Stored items
######
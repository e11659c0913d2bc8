//! `OpenAiCompatClient` against a scripted local HTTP server.

use std::sync::{Arc, Mutex};
use std::time::Duration;

use tokio::io::{AsyncReadExt, AsyncWriteExt};
use tokio::net::{TcpListener, TcpStream};

use occam_core::provider::{ChatMessage, SamplingParams};
use occam_core::{ChatProvider, ChatRequest, OpenAiCompatClient, ProviderError, RetryPolicy};

/// Answers every request with the same status and body, keeping the raw
/// request text for inspection.
struct ScriptedServer {
    base_url: String,
    requests: Arc<Mutex<Vec<String>>>,
}

impl ScriptedServer {
    async fn start(status: u16, body: &'static str) -> Self {
        let listener = TcpListener::bind("127.0.0.1:0").await.unwrap();
        let addr = listener.local_addr().unwrap();
        let requests = Arc::new(Mutex::new(Vec::new()));

        let seen = Arc::clone(&requests);
        tokio::spawn(async move {
            loop {
                let Ok((stream, _)) = listener.accept().await else {
                    break;
                };
                let seen = Arc::clone(&seen);
                tokio::spawn(serve(stream, status, body, seen));
            }
        });

        Self {
            base_url: format!("http://{addr}/v1"),
            requests,
        }
    }

    fn requests(&self) -> Vec<String> {
        self.requests.lock().unwrap().clone()
    }
}

async fn serve(
    mut stream: TcpStream,
    status: u16,
    body: &'static str,
    seen: Arc<Mutex<Vec<String>>>,
) -> Option<()> {
    let mut buf = Vec::new();
    let mut chunk = [0u8; 4096];
    let header_end = loop {
        let n = stream.read(&mut chunk).await.ok()?;
        if n == 0 {
            return None;
        }
        buf.extend_from_slice(&chunk[..n]);
        if let Some(pos) = buf.windows(4).position(|w| w == b"\r\n\r\n") {
            break pos + 4;
        }
    };

    let head = String::from_utf8_lossy(&buf[..header_end]).to_string();
    let content_length = head
        .lines()
        .filter_map(|line| line.split_once(':'))
        .find(|(name, _)| name.trim().eq_ignore_ascii_case("content-length"))
        .and_then(|(_, value)| value.trim().parse::<usize>().ok())
        .unwrap_or(0);
    while buf.len() < header_end + content_length {
        let n = stream.read(&mut chunk).await.ok()?;
        if n == 0 {
            break;
        }
        buf.extend_from_slice(&chunk[..n]);
    }

    // Recorded before replying so the client never observes a missing entry.
    seen.lock().unwrap().push(String::from_utf8_lossy(&buf).to_string());

    let response = format!(
        "HTTP/1.1 {status} Scripted\r\nContent-Type: application/json\r\nContent-Length: {}\r\nConnection: close\r\n\r\n{body}",
        body.len()
    );
    stream.write_all(response.as_bytes()).await.ok()?;
    stream.shutdown().await.ok()
}

fn fast_retry(max_attempts: u32) -> RetryPolicy {
    RetryPolicy {
        max_attempts,
        backoff_base_ms: 1,
        backoff_max_ms: 5,
    }
}

fn client(server: &ScriptedServer, max_attempts: u32) -> OpenAiCompatClient {
    OpenAiCompatClient::new(
        &server.base_url,
        "test-key",
        Duration::from_secs(5),
        fast_retry(max_attempts),
    )
    .unwrap()
}

fn request() -> ChatRequest {
    ChatRequest::new(
        "test-model",
        vec![
            ChatMessage::system("You are a helpful assistant."),
            ChatMessage::user("Say hello."),
        ],
        &SamplingParams::default(),
    )
}

#[tokio::test]
async fn success_returns_first_choice() {
    let server = ScriptedServer::start(
        200,
        r#"{"choices":[{"message":{"role":"assistant","content":"hello there"}}],"usage":{"prompt_tokens":7,"completion_tokens":2,"total_tokens":9}}"#,
    )
    .await;

    let completion = client(&server, 3).complete(&request()).await.unwrap();
    assert_eq!(completion.text, "hello there");
    assert_eq!(completion.usage.unwrap().total_tokens, 9);

    let requests = server.requests();
    assert_eq!(requests.len(), 1);
    let raw = requests[0].to_ascii_lowercase();
    assert!(raw.starts_with("post /v1/chat/completions"));
    assert!(raw.contains("authorization: bearer test-key"));
    assert!(requests[0].contains(r#""model":"test-model""#));
}

#[tokio::test]
async fn unauthorized_fails_without_retry() {
    let server = ScriptedServer::start(401, r#"{"error":"invalid api key"}"#).await;

    let err = client(&server, 4).complete(&request()).await.unwrap_err();
    assert!(matches!(err, ProviderError::Authentication(_)));
    assert!(err.is_fatal());
    assert_eq!(server.requests().len(), 1);
}

#[tokio::test]
async fn server_errors_exhaust_the_retry_budget() {
    let server = ScriptedServer::start(503, r#"{"error":"overloaded"}"#).await;

    let err = client(&server, 3).complete(&request()).await.unwrap_err();
    match err {
        ProviderError::TransientExhausted {
            attempts,
            last_error,
        } => {
            assert_eq!(attempts, 3);
            assert!(last_error.contains("503"));
        }
        other => panic!("expected TransientExhausted, got {other}"),
    }
    assert_eq!(server.requests().len(), 3);
}

#[tokio::test]
async fn non_json_body_is_unknown_error() {
    let server = ScriptedServer::start(200, "<html>gateway</html>").await;

    let err = client(&server, 3).complete(&request()).await.unwrap_err();
    assert!(matches!(err, ProviderError::Unknown(_)));
    assert!(!err.is_fatal());
    assert_eq!(server.requests().len(), 1);
}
######
▸ **What to produce**: Using the data above, show each line where "complete" occurs.

▸ **Written response**:
    let completion = client(&server, 3).complete(&request()).await.unwrap();
    let err = client(&server, 4).complete(&request()).await.unwrap_err();
    let err = client(&server, 3).complete(&request()).await.unwrap_err();
    let err = client(&server, 3).complete(&request()).await.unwrap_err();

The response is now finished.